Construído em 1987, sua arquitetura foi baseada no protótipo de lar ideal que Lutz tinha em mente - uma aldeia indígena. O lugar tem o estilo rústico expressado nas cabanas de eucaliptos – árvore comum na região - e telhados de Santa Fé. Por lá, a cada ano passam em média dois mil visitantes, que vão em busca de aulas de educação ambiental, contato com a mãe-terra ou naturalmente, descanso. Dentre estes, a maioria são estudantes de escolas particulares que pagam uma quantia de R$ 75 por final se semana. Para a visita de escolas públicas, foram conseguidos em 2004 alguns patrocínios com o estado. O local também abriga oficinas de diversos temas programadas pela Fundação Gaia.

É de praxe para quem visita o local ver aviões descarregando soja roundoup sobre os solos vizinhos. A propriedade que fica justo em frente, que antigamente era do ecologista Arnaldo Geler, amigo de Lutzemberger, foi vendida para um latifundiário, plantador de sementes geneticamente modificadas. – É uma pena, antes a gente via o gado sendo tocado, era tão bonito, lamenta Christian Lavich Goldschimidt, funcionário da ONG.

Voltando ao cenário de Gaia: lá há viveiros com mudas para todos os gostos. Cactus, plantas carnívoras, flores-de-lótus, orquídeas, capins de citronela. Há também plantação de frutas e hortaliças, criação de gado, e touro mugindo. Boa parte dos alimentos consumidos pelos hóspedes do são todos orgânicos, colhidos na hora, fresquinhos e preparado pelas cozinheiras Liliane, Diva e Mira.

Dois grandes buracos conseqüentes das antigas escavações resultaram em lagos (um com 1 hectare e outro com 2), que além de abrigarem peixes e plantas ornamentais, suprem o consumo de água do sítio.
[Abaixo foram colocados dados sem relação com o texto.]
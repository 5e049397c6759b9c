use std::path::{Path, PathBuf};

use geo::Polygon;

use crate::preprocessing::footprint::Footprint;

/// Outcome of a pre-processing run.
#[derive(Debug, Clone, PartialEq)]
pub struct PreProcessResult {
    output_path: PathBuf,
    footprint: Option<Footprint>,
}

impl PreProcessResult {
    pub fn new(output_path: PathBuf, footprint: Option<Footprint>) -> Self {
        Self {
            output_path,
            footprint,
        }
    }

    /// Path of the written raster, carrying the configured extension.
    pub fn output_path(&self) -> &Path {
        &self.output_path
    }

    /// `None` when no footprint was requested.
    pub fn footprint(&self) -> Option<&Footprint> {
        self.footprint.as_ref()
    }

    /// Footprint with (longitude, latitude) coordinates.
    pub fn footprint_polygon(&self) -> Option<Polygon<f64>> {
        self.footprint.as_ref().map(Footprint::to_polygon)
    }

    pub fn footprint_wkt(&self) -> Option<String> {
        self.footprint.as_ref().map(Footprint::to_wkt)
    }
}
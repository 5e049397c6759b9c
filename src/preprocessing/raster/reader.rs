use std::path::Path;

use crate::preprocessing::common::error::Result;
use crate::preprocessing::raster::types::RasterHandle;

/// Opens a raster dataset read-only and returns a fully materialized
/// in-memory copy; the source file is never modified.
pub trait RasterReader {
    fn read_raster(&self, path: &Path) -> Result<RasterHandle>;
}
use std::fmt;
use std::str::FromStr;

use crate::preprocessing::common::error::{PreProcessError, Result};

/// How source bands are composed into the output raster.
#[derive(Debug, Clone, Copy, PartialEq, Eq, Hash, Default)]
pub enum BandMode {
    /// Three byte bands
    #[default]
    Rgb,
    /// Four byte bands
    Rgba,
    /// Source bands pass through unchanged
    Original,
}

impl BandMode {
    /// Number of output bands a band selection must produce.
    pub fn band_count(&self) -> Option<usize> {
        match self {
            BandMode::Rgb => Some(3),
            BandMode::Rgba => Some(4),
            BandMode::Original => None,
        }
    }
}

/// Numeric codes as exchanged with callers: RGB=0, RGBA=1, ORIGINAL=2.
impl TryFrom<i32> for BandMode {
    type Error = PreProcessError;

    fn try_from(value: i32) -> Result<Self> {
        match value {
            0 => Ok(BandMode::Rgb),
            1 => Ok(BandMode::Rgba),
            2 => Ok(BandMode::Original),
            other => Err(PreProcessError::InvalidConfigError(format!(
                "illegal band mode {other}"
            ))),
        }
    }
}

impl From<BandMode> for i32 {
    fn from(mode: BandMode) -> Self {
        match mode {
            BandMode::Rgb => 0,
            BandMode::Rgba => 1,
            BandMode::Original => 2,
        }
    }
}

impl FromStr for BandMode {
    type Err = PreProcessError;

    fn from_str(s: &str) -> Result<Self> {
        match s.trim().to_ascii_lowercase().as_str() {
            "rgb" => Ok(BandMode::Rgb),
            "rgba" => Ok(BandMode::Rgba),
            "original" | "orig" => Ok(BandMode::Original),
            other => match other.parse::<i32>() {
                Ok(code) => BandMode::try_from(code),
                Err(_) => Err(PreProcessError::InvalidConfigError(format!(
                    "illegal band mode '{s}'"
                ))),
            },
        }
    }
}

impl fmt::Display for BandMode {
    fn fmt(&self, f: &mut fmt::Formatter<'_>) -> fmt::Result {
        match self {
            BandMode::Rgb => f.write_str("rgb"),
            BandMode::Rgba => f.write_str("rgba"),
            BandMode::Original => f.write_str("original"),
        }
    }
}

#[cfg(test)]
mod tests {
    use super::*;

    #[test]
    fn test_numeric_codes() {
        assert_eq!(BandMode::try_from(0).unwrap(), BandMode::Rgb);
        assert_eq!(BandMode::try_from(2).unwrap(), BandMode::Original);
        assert_eq!(i32::from(BandMode::Rgba), 1);
        assert!(matches!(
            BandMode::try_from(3),
            Err(PreProcessError::InvalidConfigError(_))
        ));
        assert!(BandMode::try_from(-1).is_err());
    }

    #[test]
    fn test_parse() {
        assert_eq!("RGBA".parse::<BandMode>().unwrap(), BandMode::Rgba);
        assert_eq!("original".parse::<BandMode>().unwrap(), BandMode::Original);
        assert_eq!("1".parse::<BandMode>().unwrap(), BandMode::Rgba);
        assert!(matches!(
            "cmyk".parse::<BandMode>(),
            Err(PreProcessError::InvalidConfigError(_))
        ));
    }
}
A água de lá, segundo diagnosticaram pesquisadores da UFRGS, é mais potável que a existente no próprio lençol freático.

Os quartos dos hóspedes ficam na Casa Comunal e são comunitários. Distribuídos pelos três andares do ambiente rústico-indígenista, eles propiciam maior interação para os visitantes, que ao acordar, dão de cara com o vizinho. - Essa era a meta de Lutz, que quem passasse por aqui experimentasse um pouco do que é viver em comunidade – explica Christian. Os quartos privados são sete . De casal, há somente um. Todas as camas tem mosqueteiros no teto, daqueles feitos em tule muito comuns nas casas de campo.

Um pouco afastado da casa principal, próximo a um dos lagos, estão localizadas duas cabanas coladas uma na outra, cada uma com uma plaquinha ao lado da porta. Na da direita: Lutzenberger. Na outra, Bete, sua esposa. - Como assim? Eles dormiam separados? - pergunta a repórter. - Eles gostavam de manter a individualidade, explica Christian. Um jardim cheio de flores e um pé carregado de laranjas era a ponte física entre as moradas do casal.
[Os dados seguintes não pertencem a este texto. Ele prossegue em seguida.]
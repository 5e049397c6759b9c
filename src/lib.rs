pub mod logger;
pub mod preprocessing;
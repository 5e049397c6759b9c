//! Raster model and reading module
//!
//! This module holds the in-memory raster handle, spatial references and the
//! readers that materialize raster files into handles.

mod reader;
mod geotiff_reader;
pub mod geotags;
pub mod palette;
pub mod projection;
pub mod types;

pub use reader::RasterReader;
pub use geotiff_reader::GeoTiffReader;
pub use palette::Palette;
pub use projection::{CoordinateTransform, SpatialReference};
pub use types::{Band, GeoTransform, PixelType, RasterHandle};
Enquanto os hóspedes aproveitaram a paz e o oxigênio puro do Rincão para discutirem alternativas sócio-ambientais para salvar o planeta e os indígenas das garras do capitalismo selvagem, os únicos seres que desfrutaram impunemente as delícias proporcionadas pela natureza do local foram os cachorros Bela, Laila e Silva, um labrador, um ovelheiro e o outro cruza dos dois primeiros, que eram onipresentes na programação do evento. (Lara Ely)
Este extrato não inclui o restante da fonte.